Le disposizioni del Dipartimento di amministrazione penitenziaria escludono l’utilizzo di Skype in modo sistematico. Dopo le rivolte, molti istituti si sono attrezzati per avviare colloqui con le famiglie su Skype ma la carenza delle infrastrutture non permette la continuità dei servizi e l’uniformità di trattamento. Lo stesso problema vale per gli operatori sociali che lavorano all’interno delle carceri, cui è affidato il compito di redigere la relazione, la cosiddetta sintesi, che permette l’accesso alle misure di alternative di detenzione. A San Vittore ci sono 638 agenti di polizia penitenziaria di polizia e 13 educatori effettivi. Durante l’emergenza coronavirus nessuno di loro ha potuto accedere al carcere, alcuni colloqui sono proseguiti su Skype. “Il carcere deve essere rieducativo. Un detenuto in carcere costa di più di una presenza in comunità,” afferma Mandreoli.

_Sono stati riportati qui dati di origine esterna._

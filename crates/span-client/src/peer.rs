//! Client for a remote deployment's Deployment service

use std::time::Duration;

use reqwest::Client;
use serde::{de::DeserializeOwned, Serialize};
use span_types::{Ack, DeploymentOffer, HeartbeatResponse, Remote};

use crate::error::{ClientError, ClientResult};

/// RPC client bound to one remote deployment's `(host, port)`.
///
/// This is the core's `Connection`: exclusively owned by the remote
/// registry, rebuilt whenever the remote's endpoint changes. Offer and
/// release calls carry no timeout - release acks are withheld by the peer
/// until its release protocol completes, which can legitimately take a long
/// time. Heartbeats are bounded by a per-call timeout.
#[derive(Debug, Clone)]
pub struct PeerClient {
    client: Client,
    base_url: String,
    heartbeat_timeout: Duration,
}

impl PeerClient {
    /// Create a client for the given remote.
    pub fn new(remote: &Remote, heartbeat_timeout: Duration) -> ClientResult<Self> {
        let client = Client::builder().build()?;

        Ok(Self {
            client,
            base_url: format!("http://{}:{}", remote.host, remote.port),
            heartbeat_timeout,
        })
    }

    /// The endpoint this client is bound to.
    pub fn endpoint(&self) -> &str {
        &self.base_url
    }

    /// Forward an offer to the remote.
    pub async fn offer(&self, offer: &DeploymentOffer) -> ClientResult<()> {
        let _: Ack = self.post("/api/v1/offers", offer).await?;
        Ok(())
    }

    /// Ask the remote to release an offer it received from us.
    ///
    /// The remote withholds the acknowledgement until the dependent wish has
    /// undeployed, so this call may block for a long time.
    pub async fn release_offer(&self, offer: &DeploymentOffer) -> ClientResult<()> {
        let _: Ack = self.post("/api/v1/offers/release", offer).await?;
        Ok(())
    }

    /// Probe the remote for liveness, bounded by the per-call timeout.
    pub async fn heartbeat(&self) -> ClientResult<HeartbeatResponse> {
        let url = format!("{}/api/v1/heartbeat", self.base_url);
        let response = self
            .client
            .get(&url)
            .timeout(self.heartbeat_timeout)
            .send()
            .await?;
        handle_response(response).await
    }

    async fn post<B: Serialize, T: DeserializeOwned>(&self, path: &str, body: &B) -> ClientResult<T> {
        let url = format!("{}{}", self.base_url, path);
        let response = self.client.post(&url).json(body).send().await?;
        handle_response(response).await
    }
}

/// Map an HTTP response to a typed result, surfacing non-2xx statuses as
/// service errors.
pub(crate) async fn handle_response<T: DeserializeOwned>(
    response: reqwest::Response,
) -> ClientResult<T> {
    let status = response.status();

    if status.is_success() {
        Ok(response.json().await?)
    } else {
        let message = response.text().await.unwrap_or_default();
        Err(ClientError::Api {
            status: status.as_u16(),
            message,
        })
    }
}

#[cfg(test)]
mod tests {
    use super::*;

    #[test]
    fn test_endpoint_format() {
        let remote = Remote::new("prod-eu", "10.0.0.1", 7423);
        let client = PeerClient::new(&remote, Duration::from_secs(2)).unwrap();
        assert_eq!(client.endpoint(), "http://10.0.0.1:7423");
    }
}
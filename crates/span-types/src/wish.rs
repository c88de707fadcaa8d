//! Wishes - dependency declarations on remote offers

use serde::{Deserialize, Serialize};
use serde_json::Value;

/// A wish: one deployment's dependency on a named offer from a target
/// deployment.
///
/// A wish is a query, not persisted state; `is_deployed` reports whether the
/// asking deployment currently has the wished-for value materialized in its
/// own infrastructure.
#[derive(Debug, Clone, PartialEq, Eq, Serialize, Deserialize)]
#[serde(rename_all = "camelCase")]
pub struct Wish {
    /// Deployment id the wish targets
    pub target_id: String,

    /// Name of the wished-for offer
    pub name: String,

    /// Whether the asking deployment has this wish materialized
    pub is_deployed: bool,
}

impl Wish {
    /// Create a new wish.
    pub fn new(target_id: impl Into<String>, name: impl Into<String>, is_deployed: bool) -> Self {
        Self {
            target_id: target_id.into(),
            name: name.into(),
            is_deployed,
        }
    }
}

/// Answer to a wish poll.
///
/// Invariant: a defined `offer` implies `is_withdrawn == false`. The
/// constructors are the only way this type is built, which keeps the
/// invariant by construction.
#[derive(Debug, Clone, PartialEq, Eq, Serialize, Deserialize)]
#[serde(rename_all = "camelCase")]
pub struct RemoteOffer {
    /// The origin has withdrawn the offer
    pub is_withdrawn: bool,

    /// Offer value, when available
    #[serde(default, skip_serializing_if = "Option::is_none")]
    pub offer: Option<Value>,
}

impl RemoteOffer {
    /// Answer for an unknown or never-offered wish: not withdrawn, no value.
    pub fn unknown() -> Self {
        Self {
            is_withdrawn: false,
            offer: None,
        }
    }

    /// Answer for a withdrawn offer.
    pub fn withdrawn() -> Self {
        Self {
            is_withdrawn: true,
            offer: None,
        }
    }

    /// Answer for an available offer; the value may itself be absent when
    /// the offer was registered without one.
    pub fn available(offer: Option<Value>) -> Self {
        Self {
            is_withdrawn: false,
            offer,
        }
    }

    /// True when neither a value nor a withdrawal is reported.
    pub fn is_unknown(&self) -> bool {
        !self.is_withdrawn && self.offer.is_none()
    }
}

#[cfg(test)]
mod tests {
    use super::*;
    use serde_json::json;

    #[test]
    fn test_answer_invariant() {
        assert!(!RemoteOffer::unknown().is_withdrawn);
        assert!(RemoteOffer::unknown().offer.is_none());

        assert!(RemoteOffer::withdrawn().is_withdrawn);
        assert!(RemoteOffer::withdrawn().offer.is_none());

        let available = RemoteOffer::available(Some(json!("arn:1")));
        assert!(!available.is_withdrawn);
        assert_eq!(available.offer, Some(json!("arn:1")));
    }

    #[test]
    fn test_unknown_answer_wire_shape() {
        let json = serde_json::to_value(RemoteOffer::unknown()).unwrap();
        assert_eq!(json, json!({"isWithdrawn": false}));
    }
}
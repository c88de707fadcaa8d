//! spand - SPAN deployment daemon
//!
//! Exchanges resource handles with peer deployments: publishes offers,
//! answers wish polls, and schedules deploy/terminate/destroy actions for
//! the managed program.

use clap::Parser;
use span_daemon::config::SpanConfig;
use span_daemon::error::{DaemonError, DaemonResult};
use span_daemon::server::Server;
use tracing_subscriber::{layer::SubscriberExt, util::SubscriberInitExt};

/// SPAN daemon CLI
#[derive(Parser)]
#[command(name = "spand")]
#[command(about = "SPAN daemon - cross-deployment resource handle exchange", long_about = None)]
#[command(version)]
struct Cli {
    /// Configuration file path
    #[arg(short, long, env = "SPAN_CONFIG")]
    config: Option<String>,

    /// This deployment's identity
    #[arg(short, long, env = "SPAN_ID")]
    id: Option<String>,

    /// Peer-facing listen address
    #[arg(long, env = "SPAN_DEPLOYMENT_ADDR")]
    deployment_addr: Option<String>,

    /// Adapter-facing listen address
    #[arg(long, env = "SPAN_RESOURCES_ADDR")]
    resources_addr: Option<String>,

    /// Log level
    #[arg(long, env = "SPAN_LOG_LEVEL", default_value = "info")]
    log_level: String,

    /// Enable JSON logging
    #[arg(long, env = "SPAN_LOG_JSON")]
    json: bool,
}

#[tokio::main]
async fn main() -> DaemonResult<()> {
    let cli = Cli::parse();

    let env_filter = tracing_subscriber::EnvFilter::try_from_default_env()
        .unwrap_or_else(|_| cli.log_level.clone().into());

    if cli.json {
        tracing_subscriber::registry()
            .with(env_filter)
            .with(tracing_subscriber::fmt::layer().json())
            .init();
    } else {
        tracing_subscriber::registry()
            .with(env_filter)
            .with(tracing_subscriber::fmt::layer())
            .init();
    }

    let mut config = SpanConfig::load(cli.config.as_deref())
        .map_err(|e| DaemonError::Config(e.to_string()))?;

    // CLI args override file and environment
    if let Some(id) = cli.id {
        config.id = id;
    }
    if let Some(addr) = cli.deployment_addr {
        config.deployment_addr = addr
            .parse()
            .map_err(|e| DaemonError::Config(format!("Invalid deployment address: {}", e)))?;
    }
    if let Some(addr) = cli.resources_addr {
        config.resources_addr = addr
            .parse()
            .map_err(|e| DaemonError::Config(format!("Invalid resources address: {}", e)))?;
    }

    println!(
        r#"
  ____  ____   _    _   _
 / ___||  _ \ / \  | \ | |
 \___ \| |_) / _ \ |  \| |
  ___) |  __/ ___ \| |\  |
 |____/|_| /_/   \_\_| \_|

  Stack Peering and Negotiation
  Version: {}
  Deployment: {}
  Peers: {}  Adapters: {}
"#,
        env!("CARGO_PKG_VERSION"),
        config.id,
        config.deployment_addr,
        config.resources_addr
    );

    let server = Server::new(config)?;
    server.run().await
}
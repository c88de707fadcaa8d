//! Outbound offer store - this deployment's offers to beneficiaries

use std::collections::HashMap;

use span_types::{Offer, OfferKey};
use tracing::{debug, warn};

/// Fold of local offer upsert/withdraw events into a keyed map.
///
/// The map also backs resend-on-reconnect, so a withdrawn offer's entry is
/// only removed once the beneficiary has acknowledged the withdrawal - the
/// withdrawal protocol calls [`OutboundOfferStore::remove`], nothing else
/// does.
#[derive(Debug, Default)]
pub struct OutboundOfferStore {
    offers: HashMap<OfferKey, Offer>,
}

impl OutboundOfferStore {
    /// Create an empty store.
    pub fn new() -> Self {
        Self::default()
    }

    /// Insert or update an offer.
    pub fn upsert(&mut self, offer: Offer) {
        let key = OfferKey::of_offer(&offer);
        debug!(offer = %key, "outbound offer stored");
        self.offers.insert(key, offer);
    }

    /// Whether an offer with this key is stored.
    pub fn contains(&self, key: &OfferKey) -> bool {
        self.offers.contains_key(key)
    }

    /// Look up an offer.
    pub fn get(&self, key: &OfferKey) -> Option<&Offer> {
        self.offers.get(key)
    }

    /// Remove an offer whose withdrawal was acknowledged. Removing an
    /// unknown key logs a warning and is otherwise a no-op.
    pub fn remove(&mut self, key: &OfferKey) -> Option<Offer> {
        let removed = self.offers.remove(key);
        if removed.is_none() {
            warn!(offer = %key, "withdrawal of unknown outbound offer");
        }
        removed
    }

    /// All offers addressed to a beneficiary, sorted by name for a
    /// deterministic resend order.
    pub fn offers_for(&self, beneficiary_id: &str) -> Vec<Offer> {
        let mut offers: Vec<Offer> = self
            .offers
            .values()
            .filter(|o| o.beneficiary_id == beneficiary_id)
            .cloned()
            .collect();
        offers.sort_by(|a, b| a.name.cmp(&b.name));
        offers
    }

    /// Number of stored offers.
    pub fn len(&self) -> usize {
        self.offers.len()
    }

    /// Whether the store is empty.
    pub fn is_empty(&self) -> bool {
        self.offers.is_empty()
    }
}

#[cfg(test)]
mod tests {
    use super::*;
    use serde_json::json;

    #[test]
    fn test_upsert_overwrites_by_key() {
        let mut store = OutboundOfferStore::new();
        store.upsert(Offer::new("b", "bucket", json!("arn:1")));
        store.upsert(Offer::new("b", "bucket", json!("arn:2")));

        assert_eq!(store.len(), 1);
        let key = OfferKey::new("b", "bucket");
        assert_eq!(store.get(&key).unwrap().value, json!("arn:2"));
    }

    #[test]
    fn test_remove_unknown_is_noop() {
        let mut store = OutboundOfferStore::new();
        assert!(store.remove(&OfferKey::new("b", "ghost")).is_none());
        assert!(store.is_empty());
    }

    #[test]
    fn test_offers_for_filters_and_sorts() {
        let mut store = OutboundOfferStore::new();
        store.upsert(Offer::new("b", "queue", json!("q")));
        store.upsert(Offer::new("b", "bucket", json!("arn")));
        store.upsert(Offer::new("c", "bucket", json!("other")));

        let offers = store.offers_for("b");
        assert_eq!(offers.len(), 2);
        assert_eq!(offers[0].name, "bucket");
        assert_eq!(offers[1].name, "queue");
    }
}
//! Error types for span-daemon

use axum::{
    http::StatusCode,
    response::{IntoResponse, Response},
    Json,
};
use serde::Serialize;
use span_core::CoreError;
use thiserror::Error;

/// Daemon-level errors
#[derive(Debug, Error)]
pub enum DaemonError {
    /// Configuration error
    #[error("Configuration error: {0}")]
    Config(String),

    /// Server startup error
    #[error("Server error: {0}")]
    Server(String),

    /// Apply-program error
    #[error("Program error: {0}")]
    Program(#[from] anyhow::Error),

    /// IO error
    #[error("IO error: {0}")]
    Io(#[from] std::io::Error),
}

/// API-specific errors
#[derive(Debug, Error)]
pub enum ApiError {
    /// Bad request
    #[error("Bad request: {0}")]
    BadRequest(String),

    /// Conflict
    #[error("Conflict: {0}")]
    Conflict(String),

    /// A remote peer rejected the forwarded call
    #[error("Upstream error: {0}")]
    Upstream(String),

    /// The daemon is shutting down
    #[error("Unavailable: {0}")]
    Unavailable(String),

    /// Internal error
    #[error("Internal error: {0}")]
    Internal(String),
}

impl From<CoreError> for ApiError {
    fn from(e: CoreError) -> Self {
        match e {
            CoreError::Stopped => ApiError::Unavailable(e.to_string()),
            CoreError::WithdrawalPending(_) => ApiError::Conflict(e.to_string()),
            CoreError::WithdrawalFailed { .. } => ApiError::Upstream(e.to_string()),
        }
    }
}

/// Error response body
#[derive(Debug, Serialize)]
pub struct ErrorResponse {
    pub error: String,
    pub code: String,
    #[serde(skip_serializing_if = "Option::is_none")]
    pub details: Option<serde_json::Value>,
}

impl IntoResponse for ApiError {
    fn into_response(self) -> Response {
        let (status, code) = match &self {
            ApiError::BadRequest(_) => (StatusCode::BAD_REQUEST, "BAD_REQUEST"),
            ApiError::Conflict(_) => (StatusCode::CONFLICT, "CONFLICT"),
            ApiError::Upstream(_) => (StatusCode::BAD_GATEWAY, "UPSTREAM_ERROR"),
            ApiError::Unavailable(_) => (StatusCode::SERVICE_UNAVAILABLE, "UNAVAILABLE"),
            ApiError::Internal(_) => (StatusCode::INTERNAL_SERVER_ERROR, "INTERNAL_ERROR"),
        };

        let body = ErrorResponse {
            error: self.to_string(),
            code: code.to_string(),
            details: None,
        };

        (status, Json(body)).into_response()
    }
}

/// Result type alias for API operations
pub type ApiResult<T> = Result<T, ApiError>;

/// Result type alias for daemon operations
pub type DaemonResult<T> = Result<T, DaemonError>;

#[cfg(test)]
mod tests {
    use super::*;
    use span_types::OfferKey;

    #[test]
    fn test_api_error_status_codes() {
        assert_eq!(
            ApiError::BadRequest("test".to_string())
                .into_response()
                .status(),
            StatusCode::BAD_REQUEST
        );
        assert_eq!(
            ApiError::Upstream("test".to_string())
                .into_response()
                .status(),
            StatusCode::BAD_GATEWAY
        );
        assert_eq!(
            ApiError::Unavailable("test".to_string())
                .into_response()
                .status(),
            StatusCode::SERVICE_UNAVAILABLE
        );
    }

    #[test]
    fn test_core_error_mapping() {
        assert!(matches!(
            ApiError::from(CoreError::Stopped),
            ApiError::Unavailable(_)
        ));
        assert!(matches!(
            ApiError::from(CoreError::WithdrawalPending(OfferKey::new("a", "x"))),
            ApiError::Conflict(_)
        ));
    }
}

La sentenza Torreggiani del 2013, ha sanzionato l’Italia per violazione dell’articolo 3 della Convenzione europea dei diritti umani, cioè per il sistematico trattamento inumano e degradante di sette detenuti nelle carceri di Piacenza e Busto Arsizio. Questa sentenza è diventata una “sentenza pilota” proprio perché le pessime condizioni di detenzione dei sette ricorrenti sono sistematiche e comuni a tutti i detenuti d’Italia, cioè derivano dal modo in cui il sistema penitenziario è stato pensato e organizzatoa. Nell’ottobre 2018 si è concluso l’iter di riforma del sistema penitenziario che ha applicato la sentenza Cedu, ma non ha preso in considerazione molti aspetti critici del sistema. I nodi della salute, del sovraffollamente e dell’esclusione sociale sono ancora irrisolti.